| BRIEF |
Give, as a bare number, the count of lines below that contain "await".
[Start of section]
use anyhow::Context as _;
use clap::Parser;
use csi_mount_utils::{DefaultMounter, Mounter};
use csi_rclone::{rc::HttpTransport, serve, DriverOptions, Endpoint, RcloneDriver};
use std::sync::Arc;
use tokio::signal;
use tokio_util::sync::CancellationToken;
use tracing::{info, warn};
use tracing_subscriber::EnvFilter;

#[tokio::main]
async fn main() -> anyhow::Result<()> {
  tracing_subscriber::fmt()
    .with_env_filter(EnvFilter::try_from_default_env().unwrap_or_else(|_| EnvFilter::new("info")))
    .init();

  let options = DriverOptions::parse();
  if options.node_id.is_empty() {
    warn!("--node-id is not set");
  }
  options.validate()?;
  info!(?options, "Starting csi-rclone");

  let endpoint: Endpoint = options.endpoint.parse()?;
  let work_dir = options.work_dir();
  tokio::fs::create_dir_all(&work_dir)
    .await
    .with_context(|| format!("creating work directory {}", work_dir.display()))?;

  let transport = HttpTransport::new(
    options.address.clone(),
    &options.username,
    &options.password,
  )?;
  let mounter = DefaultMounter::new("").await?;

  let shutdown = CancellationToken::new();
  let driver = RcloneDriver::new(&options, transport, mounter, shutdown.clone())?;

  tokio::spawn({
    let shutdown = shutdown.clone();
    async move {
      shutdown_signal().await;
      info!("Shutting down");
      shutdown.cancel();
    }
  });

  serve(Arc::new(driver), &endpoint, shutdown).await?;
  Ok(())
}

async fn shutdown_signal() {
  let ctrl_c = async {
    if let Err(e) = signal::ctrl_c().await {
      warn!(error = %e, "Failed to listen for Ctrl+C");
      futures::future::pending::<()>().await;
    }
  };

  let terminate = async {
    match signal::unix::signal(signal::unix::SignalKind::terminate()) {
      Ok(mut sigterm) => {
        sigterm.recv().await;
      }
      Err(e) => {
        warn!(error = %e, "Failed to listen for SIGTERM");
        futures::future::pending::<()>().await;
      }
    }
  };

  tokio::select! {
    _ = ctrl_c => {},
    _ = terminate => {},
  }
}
[End of section]
[Start of section]
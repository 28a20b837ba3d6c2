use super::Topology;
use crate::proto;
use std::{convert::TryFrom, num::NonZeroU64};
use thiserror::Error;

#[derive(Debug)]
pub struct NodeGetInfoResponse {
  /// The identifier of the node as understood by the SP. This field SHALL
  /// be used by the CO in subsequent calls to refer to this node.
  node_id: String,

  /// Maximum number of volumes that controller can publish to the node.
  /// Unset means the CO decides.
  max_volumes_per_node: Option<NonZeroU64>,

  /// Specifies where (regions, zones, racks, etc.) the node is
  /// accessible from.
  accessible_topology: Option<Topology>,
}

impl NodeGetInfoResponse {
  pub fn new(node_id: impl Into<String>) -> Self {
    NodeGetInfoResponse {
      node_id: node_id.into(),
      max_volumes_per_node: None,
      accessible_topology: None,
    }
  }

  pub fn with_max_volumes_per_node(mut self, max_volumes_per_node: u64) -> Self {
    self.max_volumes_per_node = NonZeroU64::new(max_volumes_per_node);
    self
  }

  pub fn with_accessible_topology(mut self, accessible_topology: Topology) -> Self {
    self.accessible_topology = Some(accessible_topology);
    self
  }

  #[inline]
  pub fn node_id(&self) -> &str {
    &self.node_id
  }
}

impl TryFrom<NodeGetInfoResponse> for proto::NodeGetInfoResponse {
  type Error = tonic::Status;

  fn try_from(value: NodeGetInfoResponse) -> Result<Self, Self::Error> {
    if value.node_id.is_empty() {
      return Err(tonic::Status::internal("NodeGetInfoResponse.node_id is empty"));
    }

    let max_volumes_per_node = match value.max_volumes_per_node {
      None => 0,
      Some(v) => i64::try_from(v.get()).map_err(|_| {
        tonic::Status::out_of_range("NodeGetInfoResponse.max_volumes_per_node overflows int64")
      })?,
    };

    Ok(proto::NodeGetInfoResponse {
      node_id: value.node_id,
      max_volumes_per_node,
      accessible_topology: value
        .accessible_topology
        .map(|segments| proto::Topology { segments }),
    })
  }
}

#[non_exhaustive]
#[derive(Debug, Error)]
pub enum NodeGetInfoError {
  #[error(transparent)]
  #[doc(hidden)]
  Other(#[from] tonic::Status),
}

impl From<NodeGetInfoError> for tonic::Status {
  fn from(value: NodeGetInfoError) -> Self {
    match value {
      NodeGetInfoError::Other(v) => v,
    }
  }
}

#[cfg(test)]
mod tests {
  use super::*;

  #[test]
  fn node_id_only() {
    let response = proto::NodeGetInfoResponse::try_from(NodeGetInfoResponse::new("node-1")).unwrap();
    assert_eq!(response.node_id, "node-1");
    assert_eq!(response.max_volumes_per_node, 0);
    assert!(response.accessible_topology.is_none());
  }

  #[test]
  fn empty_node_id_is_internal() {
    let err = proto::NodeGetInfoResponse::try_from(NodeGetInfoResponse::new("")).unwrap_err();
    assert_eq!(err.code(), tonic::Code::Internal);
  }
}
[End of section]
| FINISHED TASK |
8